My server admin restricts the disk-space to about 50 Mb. The default gcloud install (with alpha) on linux takes about 150 Mb. I need to reduce the install size to fit my drive space.

I tried using pyinstaller (https://www.pyinstaller.org/ ) on lib/gcloud.py , since bin/gcloud is a bash script. The resulting executable (in lib/dist) did not work.

I also tried to zip some of the libs (lib/surface, and some others) and added the resulting .zip files to sys.path in lib/gcloud.py. This should allow zipimport to use these zips while conserving disk space.

While this approach reduced the size to below 50 Mb, and works quite well for some gcloud options, it does not work for cloud-shell.

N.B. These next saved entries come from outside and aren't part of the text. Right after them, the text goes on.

use std::collections::HashSet;
use std::path::{Path, PathBuf};

use crate::error::RelocateError;
use crate::progress::{Reporter, SyncEvent};
use crate::store::EpisodeStore;

/// Name of the quarantine directory inside a storage directory
pub const QUARANTINE_DIR: &str = "deleted";

/// Quarantine location for a storage directory
pub fn quarantine_dir(storage_dir: &Path) -> PathBuf {
    storage_dir.join(QUARANTINE_DIR)
}

/// All files belonging to an episode's filename: the file itself, its
/// sidecars, and every archived `.pre-` variant of any of them. Partial
/// moves would orphan version history, so the family is always planned as
/// one unit.
fn plan_family_moves(
    from_dir: &Path,
    to_dir: &Path,
    filename: &str,
) -> Result<Vec<(PathBuf, PathBuf)>, RelocateError> {
    let mut names = vec![filename.to_string()];

    for sidecar in [format!("{filename}.json"), format!("{filename}.rss.xml")] {
        if from_dir.join(&sidecar).exists() {
            names.push(sidecar);
        }
    }

    let entries = std::fs::read_dir(from_dir).map_err(|e| RelocateError::ScanFailed {
        path: from_dir.to_path_buf(),
        source: e,
    })?;

    for entry in entries {
        let entry = entry.map_err(|e| RelocateError::ScanFailed {
            path: from_dir.to_path_buf(),
            source: e,
        })?;
        let name = entry.file_name().to_string_lossy().into_owned();
        if name.starts_with(filename) && name.contains(".pre-") {
            names.push(name);
        }
    }

    Ok(names
        .into_iter()
        .map(|name| (from_dir.join(&name), to_dir.join(&name)))
        .collect())
}

/// Apply planned moves all-or-nothing: on a failed rename, completed moves
/// are rolled back with compensating renames before the error is returned.
fn apply_moves(moves: &[(PathBuf, PathBuf)]) -> Result<(), RelocateError> {
    for (i, (from, to)) in moves.iter().enumerate() {
        if let Err(e) = std::fs::rename(from, to) {
            for (from, to) in moves[..i].iter().rev() {
                let _ = std::fs::rename(to, from);
            }
            return Err(RelocateError::MoveFailed {
                from: from.clone(),
                to: to.clone(),
                source: e,
            });
        }
    }
    Ok(())
}

/// Move an episode's file family into quarantine.
///
/// Returns `Ok(false)` without side effects when the primary file does not
/// exist (never-downloaded episodes have nothing to quarantine).
pub fn move_to_deleted(
    storage_dir: &Path,
    deleted_dir: &Path,
    filename: &str,
) -> Result<bool, RelocateError> {
    if !storage_dir.join(filename).exists() {
        return Ok(false);
    }

    // Quarantine directory is created lazily, only when first needed
    std::fs::create_dir_all(deleted_dir).map_err(|e| RelocateError::CreateDirectoryFailed {
        path: deleted_dir.to_path_buf(),
        source: e,
    })?;

    let moves = plan_family_moves(storage_dir, deleted_dir, filename)?;
    apply_moves(&moves)?;
    Ok(true)
}

/// Move an episode's file family back from quarantine into active storage.
///
/// Returns `Ok(false)` when nothing is quarantined under that filename.
pub fn restore_from_deleted(
    storage_dir: &Path,
    deleted_dir: &Path,
    filename: &str,
) -> Result<bool, RelocateError> {
    if !deleted_dir.join(filename).exists() {
        return Ok(false);
    }

    let moves = plan_family_moves(deleted_dir, storage_dir, filename)?;
    apply_moves(&moves)?;
    Ok(true)
}

/// Quarantine every stored episode whose identifier disappeared from the
/// current feed. The flag is only set when a file was actually moved, so
/// never-downloaded records keep retrying on later runs.
pub fn reconcile(
    store: &mut EpisodeStore,
    live_identifiers: &HashSet<String>,
    deleted_dir: &Path,
    reporter: &dyn Reporter,
) -> Result<(), RelocateError> {
    let storage_dir = store.storage_dir().to_path_buf();
    for (identifier, record) in store.iter_mut() {
        if live_identifiers.contains(identifier) || record.deleted {
            continue;
        }

        if move_to_deleted(&storage_dir, deleted_dir, &record.filename)? {
            record.deleted = true;
            reporter.report(SyncEvent::EpisodeDeleted {
                title: record.title.clone(),
            });
        }
    }
    Ok(())
}
// This Source Code Form is subject to the terms of the Mozilla Public
// License, v. 2.0. If a copy of the MPL was not distributed with this
// file, You can obtain one at https://mozilla.org/MPL/2.0/.

use std::path::{Path, PathBuf};

use serde::Deserialize;

use crate::error::ConfigError;
use crate::sync::SyncOptions;

/// TOML configuration for a backup run.
///
/// ```toml
/// storage_dir = "/srv/podcasts"
/// max_downloads = 0
/// days_to_download = 0
///
/// [[podcasts]]
/// name = "my-show"
/// feed_url = "https://example.com/feed.xml"
/// base_url = "https://mirror.example.com/my-show"
/// ```
#[derive(Debug, Clone, Deserialize)]
#[serde(deny_unknown_fields)]
pub struct Config {
    /// Root directory; each podcast gets a subdirectory named after it
    pub storage_dir: PathBuf,
    /// Download cap applied to every podcast unless overridden: negative
    /// disables downloading, zero means unlimited
    #[serde(default)]
    pub max_downloads: i64,
    /// Recency filter in days applied to every podcast unless overridden;
    /// zero disables it
    #[serde(default)]
    pub days_to_download: i64,
    pub podcasts: Vec<PodcastConfig>,
}

/// One subscribed feed
#[derive(Debug, Clone, Deserialize)]
#[serde(deny_unknown_fields)]
pub struct PodcastConfig {
    /// Directory name under `storage_dir`; must be unique
    pub name: String,
    /// Feed URL, or a local file path for testing
    pub feed_url: String,
    /// Public URL prefix the rewritten feed points enclosures at
    pub base_url: String,
    pub max_downloads: Option<i64>,
    pub days_to_download: Option<i64>,
}

impl Config {
    /// Load and validate the configuration from a TOML file
    pub fn load(path: &Path) -> Result<Self, ConfigError> {
        let content = std::fs::read_to_string(path).map_err(|e| ConfigError::ReadFailed {
            path: path.to_path_buf(),
            source: e,
        })?;

        let config: Config = toml::from_str(&content).map_err(|e| ConfigError::ParseFailed {
            path: path.to_path_buf(),
            source: e,
        })?;

        if config.podcasts.is_empty() {
            return Err(ConfigError::NoPodcasts {
                path: path.to_path_buf(),
            });
        }

        Ok(config)
    }

    /// Storage directory for one podcast
    pub fn storage_dir_for(&self, podcast: &PodcastConfig) -> PathBuf {
        self.storage_dir.join(&podcast.name)
    }

    /// Effective sync options for one podcast, with per-podcast overrides
    /// falling back to the global values
    pub fn options_for(&self, podcast: &PodcastConfig) -> SyncOptions {
        SyncOptions {
            max_downloads: podcast.max_downloads.unwrap_or(self.max_downloads),
            days_to_download: podcast.days_to_download.unwrap_or(self.days_to_download),
            base_url: podcast.base_url.clone(),
        }
    }
}
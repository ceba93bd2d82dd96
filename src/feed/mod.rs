pub mod fetch;
pub mod parse;

pub use fetch::{fetch_feed_bytes, file_path_to_url, is_url, read_feed_file};
pub use parse::{Enclosure, Episode, Podcast, format_pub_date, parse_feed, parse_pub_date, today};
use std::path::{Path, PathBuf};

use chrono::Local;

use crate::error::ArchiveError;

/// A file that was relocated to a timestamped archival name
#[derive(Debug, Clone, PartialEq, Eq)]
pub struct Archived {
    /// Full path of the archived file
    pub path: PathBuf,
    /// File name (without directory) of the archived file
    pub archived_file: String,
    /// Timestamp embedded in the archival name
    pub timestamp: String,
}

/// Atomically rename `path` to `path.pre-<timestamp>` before it is overwritten.
///
/// Returns `Ok(None)` if `path` does not exist. Timestamp granularity is one
/// second; repeated sub-second archives of the same path can collide.
///
/// This must be called, and must succeed, before any write that would destroy
/// prior content.
pub fn archive(path: &Path) -> Result<Option<Archived>, ArchiveError> {
    if !path.exists() {
        return Ok(None);
    }

    let timestamp = Local::now().format("%Y%m%d-%H%M%S").to_string();

    let mut name = path.as_os_str().to_os_string();
    name.push(format!(".pre-{timestamp}"));
    let archived_path = PathBuf::from(name);

    std::fs::rename(path, &archived_path).map_err(|e| ArchiveError {
        path: path.to_path_buf(),
        source: e,
    })?;

    let archived_file = archived_path
        .file_name()
        .map(|n| n.to_string_lossy().into_owned())
        .unwrap_or_default();

    Ok(Some(Archived {
        path: archived_path,
        archived_file,
        timestamp,
    }))
}

#[cfg(test)]
mod tests {
    use super::*;
    use tempfile::tempdir;

    #[test]
    fn archive_renames_with_pre_suffix() {
        let dir = tempdir().unwrap();
        let path = dir.path().join("episode.mp3");
        std::fs::write(&path, b"old content").unwrap();

        let archived = archive(&path).unwrap().unwrap();

        assert!(!path.exists());
        assert!(archived.path.exists());
        assert!(archived.archived_file.starts_with("episode.mp3.pre-"));
        assert_eq!(std::fs::read(&archived.path).unwrap(), b"old content");
    }

    #[test]
    fn archive_preserves_full_filename_including_extension() {
        let dir = tempdir().unwrap();
        let path = dir.path().join("episode.mp3.json");
        std::fs::write(&path, b"{}").unwrap();

        let archived = archive(&path).unwrap().unwrap();
        assert!(archived.archived_file.starts_with("episode.mp3.json.pre-"));
    }

    #[test]
    fn absent_file_is_a_noop() {
        let dir = tempdir().unwrap();
        let result = archive(&dir.path().join("missing.mp3")).unwrap();
        assert!(result.is_none());
    }

    #[test]
    fn archived_name_embeds_timestamp() {
        let dir = tempdir().unwrap();
        let path = dir.path().join("a.mp3");
        std::fs::write(&path, b"x").unwrap();

        let archived = archive(&path).unwrap().unwrap();
        assert_eq!(
            archived.archived_file,
            format!("a.mp3.pre-{}", archived.timestamp)
        );
    }
}
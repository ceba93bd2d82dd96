use std::path::PathBuf;
use std::sync::Arc;

/// Why the engine is fetching an enclosure body
#[derive(Debug, Clone, Copy, PartialEq, Eq)]
pub enum DownloadKind {
    /// First download of a new episode
    New,
    /// Known episode whose local file went missing
    Redownload,
    /// Remote size differs from the local file
    Update,
    /// Entity tag changed at unchanged size; fetched to compare hashes
    Verify,
}

/// Events emitted during a feed's sync run for logging and progress display
#[derive(Debug, Clone)]
pub enum SyncEvent {
    /// Feed is being fetched from URL
    FetchingFeed { url: String },

    /// Feed has been parsed successfully
    FeedParsed {
        podcast_title: String,
        total_entries: usize,
    },

    /// Leftover temporary files from an interrupted run were removed
    PartialFilesCleaned { count: usize },

    /// An enclosure download is starting
    DownloadStarting {
        episode_title: String,
        kind: DownloadKind,
        content_length: Option<u64>,
    },

    /// Download progress update
    DownloadProgress {
        bytes_downloaded: u64,
        total_bytes: Option<u64>,
    },

    /// A download completed successfully
    DownloadCompleted {
        episode_title: String,
        bytes_downloaded: u64,
    },

    /// A download attempt failed; the entry is skipped for this run
    DownloadFailed {
        episode_title: String,
        url: String,
        error: String,
    },

    /// Entity tag matched; nothing fetched
    Unchanged { episode_title: String },

    /// Verification fetched the body and found identical content
    ContentIdentical { episode_title: String },

    /// Entry published before the recency cutoff, not downloaded
    SkippedOutOfRange { episode_title: String },

    /// Download budget exhausted before this entry
    SkippedLimit { entry_index: usize, limit: i64 },

    /// Episode title changed in the feed
    TitleChanged { old: String, new: String },

    /// Feed-derived metadata changed; old sidecar archived
    MetadataChanged {
        episode_title: String,
        fields: Vec<&'static str>,
    },

    /// A prior version was archived under a timestamped name
    VersionArchived { archived_file: String },

    /// Episode vanished from the feed; file family quarantined
    EpisodeDeleted { title: String },

    /// Episode reappeared in the feed; file family restored
    EpisodeRestored { title: String },

    /// Rewritten output feed was written
    FeedSaved { path: PathBuf },

    /// A feed's sync run completed
    SyncCompleted {
        downloads_count: usize,
        skipped_old_count: usize,
    },
}

/// Trait for reporting sync events.
///
/// Implementations can display progress bars, log messages, or collect
/// statistics.
pub trait Reporter: Send + Sync {
    fn report(&self, event: SyncEvent);
}

/// A shared reference to a reporter
pub type SharedReporter = Arc<dyn Reporter>;

/// A no-op reporter that silently ignores all events.
/// Useful for tests or quiet mode.
#[derive(Debug, Default, Clone, Copy)]
pub struct NoopReporter;

impl Reporter for NoopReporter {
    fn report(&self, _event: SyncEvent) {
        // Intentionally empty
    }
}

impl NoopReporter {
    /// Create a new NoopReporter wrapped in an Arc
    pub fn shared() -> SharedReporter {
        Arc::new(Self)
    }
}
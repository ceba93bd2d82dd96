use std::path::{Path, PathBuf};

use futures::StreamExt;
use sha2::{Digest, Sha256};
use tokio::fs::File;
use tokio::io::AsyncWriteExt;

use crate::archive::{self, Archived};
use crate::error::DownloadError;
use crate::hash::hex_digest;
use crate::http::HttpClient;
use crate::progress::{DownloadKind, Reporter, SyncEvent};

/// Suffix for in-flight downloads; anything carrying it is garbage on the
/// next run
const PART_SUFFIX: &str = ".part";

/// Result of fetching an enclosure body
#[derive(Debug)]
pub struct DownloadOutcome {
    /// False when the fetched bytes hash identically to the existing file;
    /// the temp copy was discarded and the original kept (preserving its
    /// timestamp)
    pub changed: bool,
    /// SHA-256 hex digest of the fetched bytes
    pub hash: String,
    /// Prior version archived before the new file was promoted, if any
    pub archived: Option<Archived>,
}

fn part_path(dest: &Path) -> PathBuf {
    let mut name = dest.as_os_str().to_os_string();
    name.push(PART_SUFFIX);
    PathBuf::from(name)
}

/// Download an enclosure to `dest`, hashing the body en route.
///
/// The body is streamed to `dest.part` first. If `existing_hash` matches the
/// fetched content the temp file is discarded and the original kept. On a
/// real change the existing file is archived under a timestamped name before
/// the temp file is promoted, so prior content is never destroyed. Any
/// failure removes the temp file and aborts this entry's attempt.
pub async fn download_enclosure<C: HttpClient>(
    client: &C,
    url: &str,
    dest: &Path,
    existing_hash: Option<&str>,
    episode_title: &str,
    kind: DownloadKind,
    reporter: &dyn Reporter,
) -> Result<DownloadOutcome, DownloadError> {
    let temp = part_path(dest);

    let result = stream_to_temp(client, url, &temp, episode_title, kind, reporter).await;
    let hash = match result {
        Ok(hash) => hash,
        Err(e) => {
            let _ = tokio::fs::remove_file(&temp).await;
            return Err(e);
        }
    };

    if existing_hash == Some(hash.as_str()) {
        let _ = tokio::fs::remove_file(&temp).await;
        return Ok(DownloadOutcome {
            changed: false,
            hash,
            archived: None,
        });
    }

    // Archive before the rename below can destroy prior content
    let archived = match archive::archive(dest) {
        Ok(archived) => archived,
        Err(e) => {
            let _ = tokio::fs::remove_file(&temp).await;
            return Err(DownloadError::ArchiveFailed {
                path: e.path,
                source: e.source,
            });
        }
    };

    if let Some(archived) = &archived {
        reporter.report(SyncEvent::VersionArchived {
            archived_file: archived.archived_file.clone(),
        });
    }

    if let Err(e) = tokio::fs::rename(&temp, dest).await {
        let _ = tokio::fs::remove_file(&temp).await;
        return Err(DownloadError::PromoteFailed {
            path: dest.to_path_buf(),
            source: e,
        });
    }

    Ok(DownloadOutcome {
        changed: true,
        hash,
        archived,
    })
}

async fn stream_to_temp<C: HttpClient>(
    client: &C,
    url: &str,
    temp: &Path,
    episode_title: &str,
    kind: DownloadKind,
    reporter: &dyn Reporter,
) -> Result<String, DownloadError> {
    let response = client
        .get_stream(url)
        .await
        .map_err(|e| DownloadError::HttpFailed {
            url: url.to_string(),
            source: e,
        })?;

    if response.status >= 400 {
        return Err(DownloadError::HttpStatus {
            url: url.to_string(),
            status: response.status,
        });
    }

    reporter.report(SyncEvent::DownloadStarting {
        episode_title: episode_title.to_string(),
        kind,
        content_length: response.content_length,
    });

    let mut file = File::create(temp)
        .await
        .map_err(|e| DownloadError::FileCreateFailed {
            path: temp.to_path_buf(),
            source: e,
        })?;

    let mut hasher = Sha256::new();
    let mut bytes_downloaded: u64 = 0;
    let mut stream = response.body;

    while let Some(chunk_result) = stream.next().await {
        let chunk = chunk_result.map_err(|e| DownloadError::StreamFailed {
            url: url.to_string(),
            source: e,
        })?;

        hasher.update(&chunk);
        file.write_all(&chunk)
            .await
            .map_err(|e| DownloadError::FileWriteFailed {
                path: temp.to_path_buf(),
                source: e,
            })?;

        bytes_downloaded += chunk.len() as u64;
        reporter.report(SyncEvent::DownloadProgress {
            bytes_downloaded,
            total_bytes: response.content_length,
        });
    }

    file.flush()
        .await
        .map_err(|e| DownloadError::FileWriteFailed {
            path: temp.to_path_buf(),
            source: e,
        })?;

    reporter.report(SyncEvent::DownloadCompleted {
        episode_title: episode_title.to_string(),
        bytes_downloaded,
    });

    Ok(hex_digest(hasher))
}

/// Remove leftover `.part` files from an interrupted prior run.
///
/// Returns the number of files removed.
pub fn cleanup_partial_files(dir: &Path) -> std::io::Result<usize> {
    let mut cleaned = 0;

    for entry in std::fs::read_dir(dir)? {
        let entry = entry?;
        let path = entry.path();
        let is_part = path
            .file_name()
            .and_then(|n| n.to_str())
            .is_some_and(|n| n.ends_with(PART_SUFFIX));

        if is_part && std::fs::remove_file(&path).is_ok() {
            cleaned += 1;
        }
    }

    Ok(cleaned)
}
use std::path::Path;

use chrono::Utc;
use serde::{Deserialize, Serialize};

use crate::error::MetadataError;
use crate::feed::Episode;

/// Per-file metadata companion, stored as `<filename>.json` next to the
/// episode file.
///
/// Derived from the episode record at save time; not authoritative, and
/// rebuildable from the record plus the live file.
#[derive(Debug, Clone, PartialEq, Serialize, Deserialize)]
pub struct Sidecar {
    pub title: String,
    #[serde(skip_serializing_if = "Option::is_none")]
    pub description: Option<String>,
    pub source_url: String,
    #[serde(skip_serializing_if = "Option::is_none")]
    pub published: Option<String>,
    pub saved_at: String,
    #[serde(skip_serializing_if = "Option::is_none")]
    pub content_hash: Option<String>,
    #[serde(skip_serializing_if = "Option::is_none")]
    pub etag: Option<String>,
}

impl Sidecar {
    /// Build a sidecar from a feed entry plus the file's hash and entity tag
    pub fn from_episode(
        episode: &Episode,
        source_url: &str,
        content_hash: Option<String>,
        etag: Option<String>,
    ) -> Self {
        Self {
            title: episode.title.clone(),
            description: episode.description.clone(),
            source_url: source_url.to_string(),
            published: episode.published.clone(),
            saved_at: Utc::now().to_rfc3339(),
            content_hash,
            etag,
        }
    }

    /// True if the feed-derived fields differ from the given entry.
    ///
    /// Only title, description, published and source URL participate; the
    /// hash, etag and save timestamp are file state, not feed metadata.
    pub fn feed_fields_differ(&self, episode: &Episode, source_url: &str) -> bool {
        !self.changed_feed_fields(episode, source_url).is_empty()
    }

    /// Names of the feed-derived fields that differ from the given entry
    pub fn changed_feed_fields(&self, episode: &Episode, source_url: &str) -> Vec<&'static str> {
        let mut changed = Vec::new();
        if self.title != episode.title {
            changed.push("title");
        }
        if self.description != episode.description {
            changed.push("description");
        }
        if self.published != episode.published {
            changed.push("published");
        }
        if self.source_url != source_url {
            changed.push("source_url");
        }
        changed
    }
}

fn sidecar_path(dir: &Path, filename: &str) -> std::path::PathBuf {
    dir.join(format!("{filename}.json"))
}

/// Write the sidecar JSON for a filename
pub fn write_sidecar(dir: &Path, filename: &str, sidecar: &Sidecar) -> Result<(), MetadataError> {
    let path = sidecar_path(dir, filename);
    let json = serde_json::to_string_pretty(sidecar)?;
    std::fs::write(&path, json).map_err(|e| MetadataError::WriteFailed { path, source: e })
}

/// Read the sidecar JSON for a filename, `None` if it does not exist
pub fn read_sidecar(dir: &Path, filename: &str) -> Result<Option<Sidecar>, MetadataError> {
    let path = sidecar_path(dir, filename);
    if !path.exists() {
        return Ok(None);
    }

    let content = std::fs::read_to_string(&path).map_err(|e| MetadataError::ReadFailed {
        path: path.clone(),
        source: e,
    })?;

    serde_json::from_str(&content)
        .map(Some)
        .map_err(|e| MetadataError::JsonParseFailed { path, source: e })
}
use std::fs::File;
use std::io::BufReader;
use std::path::{Path, PathBuf};

use crate::error::MetadataError;
use crate::feed::Episode;

/// Build the feed item an entry would occupy, as it exists right now.
///
/// Used both for the per-file snapshot and when re-appending quarantined
/// episodes to the output feed.
pub fn episode_to_item(episode: &Episode) -> rss::Item {
    let mut item = rss::Item::default();
    item.set_title(episode.title.clone());
    item.set_description(episode.description.clone());
    item.set_link(episode.link.clone());
    item.set_pub_date(episode.published.clone());
    item.set_author(episode.author.clone());

    if let Some(enclosure) = &episode.enclosure {
        let mut enc = rss::Enclosure::default();
        enc.set_url(enclosure.url.to_string());
        enc.set_length(enclosure.length.map(|l| l.to_string()).unwrap_or_default());
        enc.set_mime_type(enclosure.mime_type.clone().unwrap_or_default());
        item.set_enclosure(enc);
    }

    item
}

fn snapshot_path(dir: &Path, filename: &str) -> PathBuf {
    dir.join(format!("{filename}.rss.xml"))
}

/// Write the `<filename>.rss.xml` snapshot capturing the entry's feed
/// presentation at download time.
///
/// Stored as a minimal single-item channel document so it can be read back
/// with the same parser.
pub fn write_snapshot(dir: &Path, filename: &str, episode: &Episode) -> Result<(), MetadataError> {
    let path = snapshot_path(dir, filename);

    let mut channel = rss::Channel::default();
    channel.set_items(vec![episode_to_item(episode)]);

    let file = File::create(&path).map_err(|e| MetadataError::WriteFailed {
        path: path.clone(),
        source: e,
    })?;

    channel
        .pretty_write_to(file, b' ', 2)
        .map(|_| ())
        .map_err(|e| MetadataError::SnapshotWriteFailed { path, source: e })
}

/// Read a snapshot back into its feed item, `None` if no snapshot exists
pub fn read_snapshot(dir: &Path, filename: &str) -> Result<Option<rss::Item>, MetadataError> {
    let path = snapshot_path(dir, filename);
    if !path.exists() {
        return Ok(None);
    }

    let file = File::open(&path).map_err(|e| MetadataError::ReadFailed {
        path: path.clone(),
        source: e,
    })?;

    let channel = rss::Channel::read_from(BufReader::new(file))
        .map_err(|e| MetadataError::SnapshotParseFailed { path, source: e })?;

    Ok(channel.into_items().into_iter().next())
}
use std::collections::BTreeMap;

use serde_json::Value;

/// Tariff catalog returned by the tariff listing endpoint.
///
/// `countries` and `services` are keyed by the id strings the server uses as
/// JSON object keys. The `favorites` family has no stable shape on the server
/// side and is kept as raw JSON.
#[derive(Debug, Clone, PartialEq)]
pub struct TariffsResult {
    pub response: String,
    pub countries: BTreeMap<String, Country>,
    pub services: BTreeMap<String, Service>,
    pub subscription_tariffs: Vec<SubscriptionTariff>,
    pub page: i64,
    pub country: i64,
    pub filter: String,
    pub end: bool,
    pub favorites: Value,
    pub favorite_countries: Value,
    pub favorite_services: Value,
}

/// One country entry of the tariff catalog; its id is the mapping key in
/// [`TariffsResult::countries`].
#[derive(Debug, Clone, PartialEq, Eq)]
pub struct Country {
    pub name: String,
    /// Country name in its original language.
    pub original: String,
    pub code: u32,
    /// Sort position in the catalog.
    pub position: i32,
    /// Set on the catch-all "other countries" bucket.
    pub other: bool,
    pub newly_added: bool,
    pub enabled: bool,
}

/// One service entry of the tariff catalog.
#[derive(Debug, Clone, PartialEq, Eq)]
pub struct Service {
    pub id: u32,
    /// Numbers currently available for this service.
    pub available: u32,
    /// Price with the server's formatting preserved (`"10.00"` stays `"10.00"`).
    pub price: String,
    pub name: String,
    pub slug: String,
}

/// Subscription tariff offer from the tariff catalog.
#[derive(Debug, Clone, PartialEq)]
pub struct SubscriptionTariff {
    pub id: u32,
    pub operations: u32,
    pub price: String,
    pub life_days: u32,
    pub best: bool,
    pub custom: bool,
    pub enabled: bool,
    /// Creation timestamp, opaque server formatting.
    pub created_at: String,
    /// Update timestamp, opaque server formatting.
    pub updated_at: String,
    pub sum: String,
    pub currency_ratio: f64,
    pub symbol: String,
}

/// Result of acquiring a phone number.
///
/// A decoded acquisition is not necessarily a granted one: the service
/// reports refusals (no numbers left, insufficient balance) through
/// `response`/`response_text` inside a well-formed payload. Inspecting those
/// is the caller's business.
#[derive(Debug, Clone, PartialEq, Eq)]
pub struct NumberAcquisition {
    pub response: i64,
    /// Tracking id correlating later status lookups with this acquisition.
    pub tzid: i64,
    pub number: String,
    pub country: u32,
    pub time: i64,
    pub service: String,
    pub title: String,
    pub response_text: String,
}

/// One status snapshot of a previously acquired number.
#[derive(Debug, Clone, PartialEq)]
pub struct NumberState {
    pub country: u32,
    /// Cost accrued so far.
    pub sum: f64,
    pub service: String,
    pub number: String,
    pub response: String,
    pub tzid: i64,
    pub time: i64,
    /// Free-text status category reported by the server.
    pub form: String,
    pub msg: String,
}
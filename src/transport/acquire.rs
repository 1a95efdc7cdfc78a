use serde::Deserialize;

use super::DecodeError;
use crate::domain::{ApiKey, NumberAcquisition};

#[derive(Debug, Clone, Deserialize)]
struct AcquireNumberJsonResponse {
    #[serde(default)]
    response: i64,
    #[serde(default)]
    tzid: i64,
    #[serde(default)]
    number: String,
    #[serde(default)]
    country: u32,
    #[serde(default)]
    time: i64,
    #[serde(default)]
    service: String,
    #[serde(default)]
    title: String,
    #[serde(default)]
    response_text: String,
}

/// A returned `number` field is always requested (`number=true`), and the key
/// rides along as a query parameter in addition to the Authorization header
/// the client sets.
pub fn encode_acquire_number_query(
    service: &str,
    country: u32,
    api_key: &ApiKey,
) -> Vec<(String, String)> {
    vec![
        ("service".to_owned(), service.to_owned()),
        ("country".to_owned(), country.to_string()),
        ("number".to_owned(), "true".to_owned()),
        (ApiKey::FIELD.to_owned(), api_key.as_str().to_owned()),
    ]
}

pub fn decode_acquire_number_json_response(json: &str) -> Result<NumberAcquisition, DecodeError> {
    let parsed: AcquireNumberJsonResponse =
        serde_json::from_str(json).map_err(|err| DecodeError::new(json, err))?;

    Ok(NumberAcquisition {
        response: parsed.response,
        tzid: parsed.tzid,
        number: parsed.number,
        country: parsed.country,
        time: parsed.time,
        service: parsed.service,
        title: parsed.title,
        response_text: parsed.response_text,
    })
}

I noticed that there are a lot of .pyc files along with the .py files. For example both gcloud.py and gcloud.pyc are present in lib/. Now this seems like a waste, so I ran python -m compileall . in the root folder followed by find . -iname '*.py' -delete . This also did not work. But it did reduce the disk space below 40 Mb.

I am most interested in using gcloud alpha cloud-shell, and not the other apis. Using the above approach (.zip files appended to sys.path) gives this error with gcloud alpha cloud-shell ssh/scp

ERROR: gcloud crashed (IOError): [Errno 20] Not a directory

A zipfile of a fully functional gcloud installation directory comes to under 20 Mb. So there has got to be a way to fit it in 50 Mb. Any ideas?

UPDATE:

If you comfortable with using the oauth2 workflow, see joffre's answer below.

Personally, I find it quite troublesome to use oauth2. Infact one of the major benefits of the gcloud CLI for me is that once gcloud init is done, all auth problems are solved.

In the byte-compile approach I tried earlier, __init__.py files were also getting removed. *.json files also seem not essential to functionality (they might have help strings though)

python -m compileall .
find .  iname '*.py' -not -iname '__init__.py' -delete
find . -iname '*.json' -delete

This brings down the total install size to 40-45 Mb.

note that it is also possible to do the reverse i.e. delete all *.pyc while keeping all *.py . This will also reduce disk-space, but not by as much (since most *.pyc seem to be smaller than the corresponding *.py files)


Solution

  • You don't need the gcloud CLI to connect to your Cloud Shell.

    If you run gcloud alpha cloud-shell ssh --log-http, you'll see what the tool is actually doing, so you can manually replicate this.

    First, be sure that your SSH public key is in the environment, which can be done through the API (it does not even need to be done from the server you're trying to connect from).

    Then, you have to start the environment, which can be done through this API endpoint, and you have to wait until the returned operation is finished, which can be done through this other API endpoint. Note that this can be done from your environment (which would require oauth authentication), or you can do this from an external service (e.g. program a Cloud Function to start the Cloud Shell environment when you call a specific endpoint).

    Finally, once the environment is started, you need to get the information for connecting to your Cloud Shell instance though this API endpoint (which, again, does not even need to be done from the server you're connecting from), and finally connect through SSH from the server with that information.

    This will limit the tooling required on your server to a simple SSH client (which is likely already pre-installed).

    With the links I provided, you can do all of this manually and check if this properly works. However, this is tedious to do manually, so I would likely create a Cloud Function that makes all the required API calls, and returns the connection information on the body of the request. I might even be lazy enough to have the function return the explicit ssh command that needs to be run, so once I'm connected to the server, I just need to run curl <my_function_URL>|sh and everything will work.

    If you try to do something like this, be extremely sure to verify that this is secure on your setup (so, be sure to not add unneeded keys on your Cloud Shell environment), since I'm just writing this from the top of my head, and having an exposed Cloud Function feels somewhat insecure (anybody calling that Cloud Function would at least know the IP of your Cloud Shell environment). But at least, this is an idea that you could explore.